If you have any experience with Splunk, you’re probably familiar with the term sourcetype. It is one of the core indexed metadata fields Splunk associates with data that it ingests. The Splexicon definition of sourcetype is “a default field that identifies the data structure of an event. A source type determines how Splunk Enterprise formats the data during the indexing process.”
But what really makes a sourcetype a sourcetype? Most of the time, Splunk users don’t have to think about this as sourcetypes are already pre-defined by Technology Add-ons and Apps. However, when you onboard a custom data source that doesn’t have these tools already built, you will have to make your own sourcetypes which requires a deeper understanding of what really makes a sourcetype a sourcetype.

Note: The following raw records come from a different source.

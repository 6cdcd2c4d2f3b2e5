//! CSV rollup functionality for archiving journal WAL entries.
//!
//! This module implements atomic WAL-to-CSV conversion with proper error
//! handling to prevent data loss. The CSV schema is flat: a kind column
//! plus per-kind optional columns (meal portions are not archived).

use crate::{JournalEntry, Result};
use fs2::FileExt;
use std::fs::{File, OpenOptions};
use std::path::Path;

/// A row in the CSV archive
#[derive(Debug, serde::Serialize)]
struct CsvRow {
    id: String,
    kind: String,
    at: String,
    glucose_gl: Option<f64>,
    slot: Option<String>,
    total_carbs_g: Option<f64>,
    meal_units: Option<f64>,
    correction_units: Option<u32>,
    note: Option<String>,
}

impl From<&JournalEntry> for CsvRow {
    fn from(entry: &JournalEntry) -> Self {
        let mut row = CsvRow {
            id: entry.id().to_string(),
            kind: String::new(),
            at: entry.timestamp().to_rfc3339(),
            glucose_gl: None,
            slot: None,
            total_carbs_g: None,
            meal_units: None,
            correction_units: None,
            note: None,
        };

        match entry {
            JournalEntry::Measurement(m) => {
                row.kind = "measurement".into();
                row.glucose_gl = Some(m.glucose_gl);
                row.note = m.note.clone();
            }
            JournalEntry::Meal(m) => {
                row.kind = "meal".into();
                row.slot = Some(m.slot.as_str().to_string());
                row.total_carbs_g = Some(m.total_carbs_g);
            }
            JournalEntry::Injection(i) => {
                row.kind = "injection".into();
                row.meal_units = Some(i.meal_units);
                row.correction_units = Some(i.correction_units);
                row.note = i.note.clone();
            }
        }

        row
    }
}

/// Roll up WAL entries into CSV and archive the WAL atomically
///
/// This function:
/// 1. Takes an exclusive lock on the WAL and reads all entries
/// 2. Appends them to the CSV file (creates with headers if needed)
/// 3. Syncs the CSV to disk
/// 4. Renames the WAL to .processed, then releases the lock
/// 5. Returns the number of entries processed
///
/// # Safety
/// - The exclusive lock is held from read through rename, so an appender
///   cannot slip entries into a WAL that is about to be archived
/// - CSV is fsynced before WAL is renamed
/// - WAL is renamed (not deleted) to allow manual recovery if needed
/// - An appender that opened the WAL before the rename lands in the
///   .processed file, so clean up only when no writers are active
pub fn wal_to_csv_and_archive(wal_path: &Path, csv_path: &Path) -> Result<usize> {
    if !wal_path.exists() {
        tracing::info!("No entries in WAL to roll up");
        return Ok(0);
    }

    let wal_file = File::open(wal_path)?;
    wal_file.lock_exclusive()?;

    let entries = crate::journal::parse_entries(&wal_file)?;

    if entries.is_empty() {
        wal_file.unlock()?;
        tracing::info!("No entries in WAL to roll up");
        return Ok(0);
    }

    // Ensure parent directory exists
    if let Some(parent) = csv_path.parent() {
        std::fs::create_dir_all(parent)?;
    }

    // Open CSV file for appending
    let file = OpenOptions::new()
        .create(true)
        .append(true)
        .open(csv_path)?;

    // Write headers only when starting a fresh file
    let needs_headers = file.metadata()?.len() == 0;

    let mut writer = csv::WriterBuilder::new()
        .has_headers(needs_headers)
        .from_writer(file);

    // Write all entries to CSV
    for entry in &entries {
        let row = CsvRow::from(entry);
        writer.serialize(row)?;
    }

    // Flush and sync to disk
    writer.flush()?;
    let file = writer
        .into_inner()
        .map_err(|e| std::io::Error::new(std::io::ErrorKind::Other, e))?;
    file.sync_all()?;

    tracing::info!("Wrote {} entries to CSV", entries.len());

    // Atomically archive the WAL by renaming it, still under the lock
    let processed_path = wal_path.with_extension("wal.processed");
    std::fs::rename(wal_path, &processed_path)?;
    wal_file.unlock()?;

    tracing::info!("Archived WAL to {:?}", processed_path);

    Ok(entries.len())
}

/// Clean up old processed WAL files
///
/// This removes all .wal.processed files in the given directory. Run it
/// only when no writers are active; a writer that raced a rollup may
/// still be appending to a processed file.
pub fn cleanup_processed_wals(dir: &Path) -> Result<usize> {
    if !dir.exists() {
        return Ok(0);
    }

    let mut count = 0;
    for entry in std::fs::read_dir(dir)? {
        let entry = entry?;
        let path = entry.path();

        if let Some(extension) = path.extension() {
            if extension == "processed" {
                std::fs::remove_file(&path)?;
                tracing::debug!("Removed processed WAL: {:?}", path);
                count += 1;
            }
        }
    }

    if count > 0 {
        tracing::info!("Cleaned up {} processed WAL files", count);
    }

    Ok(count)
}

#[cfg(test)]
mod tests {
    use super::*;
    use crate::journal::EntrySink;
    use crate::types::{Injection, Measurement};
    use chrono::Utc;
    use std::fs::File;
    use uuid::Uuid;

    fn measurement(glucose_gl: f64) -> JournalEntry {
        JournalEntry::Measurement(Measurement {
            id: Uuid::new_v4(),
            taken_at: Utc::now(),
            glucose_gl,
            note: None,
        })
    }

    fn injection() -> JournalEntry {
        JournalEntry::Injection(Injection {
            id: Uuid::new_v4(),
            injected_at: Utc::now(),
            meal_units: 6.0,
            correction_units: 1,
            note: None,
        })
    }

    #[test]
    fn test_wal_to_csv_creates_file() {
        let temp_dir = tempfile::tempdir().unwrap();
        let wal_path = temp_dir.path().join("journal.wal");
        let csv_path = temp_dir.path().join("journal.csv");

        // Write entries to WAL
        let mut sink = crate::journal::JsonlSink::new(&wal_path);
        sink.append(&measurement(1.20)).unwrap();
        sink.append(&measurement(2.10)).unwrap();
        sink.append(&injection()).unwrap();

        // Roll up to CSV
        let count = wal_to_csv_and_archive(&wal_path, &csv_path).unwrap();
        assert_eq!(count, 3);

        // Verify CSV exists
        assert!(csv_path.exists());

        // Verify WAL was archived
        assert!(!wal_path.exists());
        assert!(wal_path.with_extension("wal.processed").exists());
    }

    #[test]
    fn test_wal_to_csv_appends() {
        let temp_dir = tempfile::tempdir().unwrap();
        let wal_path = temp_dir.path().join("journal.wal");
        let csv_path = temp_dir.path().join("journal.csv");

        // First rollup
        let mut sink = crate::journal::JsonlSink::new(&wal_path);
        sink.append(&measurement(1.00)).unwrap();
        let count1 = wal_to_csv_and_archive(&wal_path, &csv_path).unwrap();
        assert_eq!(count1, 1);

        // Second rollup (appends)
        let mut sink = crate::journal::JsonlSink::new(&wal_path);
        sink.append(&injection()).unwrap();
        let count2 = wal_to_csv_and_archive(&wal_path, &csv_path).unwrap();
        assert_eq!(count2, 1);

        // Verify CSV has both entries
        let reader = csv::Reader::from_path(&csv_path).unwrap();
        let record_count = reader.into_records().count();
        assert_eq!(record_count, 2);
    }

    #[test]
    fn test_empty_wal() {
        let temp_dir = tempfile::tempdir().unwrap();
        let wal_path = temp_dir.path().join("empty.wal");
        let csv_path = temp_dir.path().join("journal.csv");

        // Create empty WAL
        File::create(&wal_path).unwrap();

        let count = wal_to_csv_and_archive(&wal_path, &csv_path).unwrap();
        assert_eq!(count, 0);
    }

    #[test]
    fn test_concurrent_append_during_rollup_loses_nothing() {
        let temp_dir = tempfile::tempdir().unwrap();
        let wal_path = temp_dir.path().join("journal.wal");
        let csv_path = temp_dir.path().join("journal.csv");

        let mut sink = crate::journal::JsonlSink::new(&wal_path);
        let mut ids: Vec<String> = Vec::new();
        for _ in 0..3 {
            let entry = measurement(1.10);
            ids.push(entry.id().to_string());
            sink.append(&entry).unwrap();
        }

        // Append from another thread while the rollup runs
        let writer_path = wal_path.clone();
        let writer = std::thread::spawn(move || {
            let mut sink = crate::journal::JsonlSink::new(&writer_path);
            let mut written = Vec::new();
            for _ in 0..3 {
                let entry = measurement(1.40);
                written.push(entry.id().to_string());
                sink.append(&entry).unwrap();
                std::thread::sleep(std::time::Duration::from_millis(2));
            }
            written
        });

        let rolled = wal_to_csv_and_archive(&wal_path, &csv_path).unwrap();
        assert!(rolled >= 3);
        ids.extend(writer.join().unwrap());

        // Every entry must survive in the CSV, the fresh WAL, or the archive
        let mut surviving = std::collections::HashSet::new();
        let reader = csv::Reader::from_path(&csv_path).unwrap();
        for record in reader.into_records() {
            surviving.insert(record.unwrap()[0].to_string());
        }
        for path in [wal_path.clone(), wal_path.with_extension("wal.processed")] {
            for entry in crate::journal::read_entries(&path).unwrap() {
                surviving.insert(entry.id().to_string());
            }
        }

        for id in &ids {
            assert!(surviving.contains(id), "entry {} was lost", id);
        }
    }

    #[test]
    fn test_cleanup_processed_wals() {
        let temp_dir = tempfile::tempdir().unwrap();

        // Create some processed WAL files
        File::create(temp_dir.path().join("j1.wal.processed")).unwrap();
        File::create(temp_dir.path().join("j2.wal.processed")).unwrap();
        File::create(temp_dir.path().join("keep.wal")).unwrap();

        let count = cleanup_processed_wals(temp_dir.path()).unwrap();
        assert_eq!(count, 2);

        // Verify only .processed files were removed
        assert!(!temp_dir.path().join("j1.wal.processed").exists());
        assert!(!temp_dir.path().join("j2.wal.processed").exists());
        assert!(temp_dir.path().join("keep.wal").exists());
    }
}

Splunk’s definition provides good general guidelines, but I find it leaves too much room for interpretation. By the end of this article, you should be able to review a custom data source, assess the data, determine how many sourcetypes you will need to define, and create the configurations that make a sourcetype a sourcetype.
Configurations associated with sourcetypes
The most important configuration for a sourcetype that should be implemented every single time data is ingested, is to specify a sourcetype value within the inputs.conf stanza for the data (sourcetype can also be set with props and transforms. It doesn’t matter which method is used so long as a sourcetype is explicitly set). When data comes into Splunk without a sourcetype explicitly assigned, Splunk tries to create one for it. This can cause non-descriptive sourcetype names, improper line breaking, improper timestamp extraction, and unnecessary processing load on the indexers as they iterate through the data trying a number of approaches to determine these configurations.

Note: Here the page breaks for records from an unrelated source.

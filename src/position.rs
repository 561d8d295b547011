//! Text <-> braille position mapping.
//!
//! Contracted braille makes the maps ambiguous inside a contraction, so both
//! directions special-case the cursor: the translator reports the exact cell
//! of the cursor hint, and that pair is used instead of the maps.

use crate::translate::TranslationResult;

/// Cell index of text offset `text_position`.
///
/// Offsets past the end of the text map to the past-the-end cell.
pub fn text_to_display_position(
    translation: &TranslationResult,
    cursor: Option<usize>,
    text_position: usize,
) -> usize {
    if cursor == Some(text_position) {
        if let Some(cell) = translation.cursor_position() {
            return cell;
        }
    }
    translation
        .text_to_braille()
        .get(text_position)
        .copied()
        .unwrap_or(translation.braille_to_text().len())
}

/// Text offset of cell `display_position`.
///
/// Cells past the end of the braille map to the past-the-end text offset.
pub fn display_to_text_position(
    translation: &TranslationResult,
    cursor: Option<usize>,
    display_position: usize,
) -> usize {
    if let (Some(cell), Some(text)) = (translation.cursor_position(), cursor) {
        if cell == display_position {
            return text;
        }
    }
    translation
        .braille_to_text()
        .get(display_position)
        .copied()
        .unwrap_or(translation.text_to_braille().len())
}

Always assign a sourcetype to your data prior to onboarding it.
In addition to specifying the sourcetype, you must also specify the configurations that define the structure of the data. The primary characteristics of the format of an event, and thereby a sourcetype, are timestamp extraction and line breaking of streams of events into individual events.
The backend props.conf configurations that Splunk uses to perform these actions are: TIME_PREFIX, TIME_FORMAT, MAX_TIMESTAMP_LOOKAHEAD, SHOULD_LINEMERGE, LINE_BREAKER, and TRUNCATE.
The first three attributes tell Splunk where to start looking within an event for a timestamp, what format the timestamp is in, and how many characters long the timestamp is. Timestamps are one of the few fields determined at index time and have a huge impact on Splunk’s ability to monitor events effectively which makes this data incredibly important.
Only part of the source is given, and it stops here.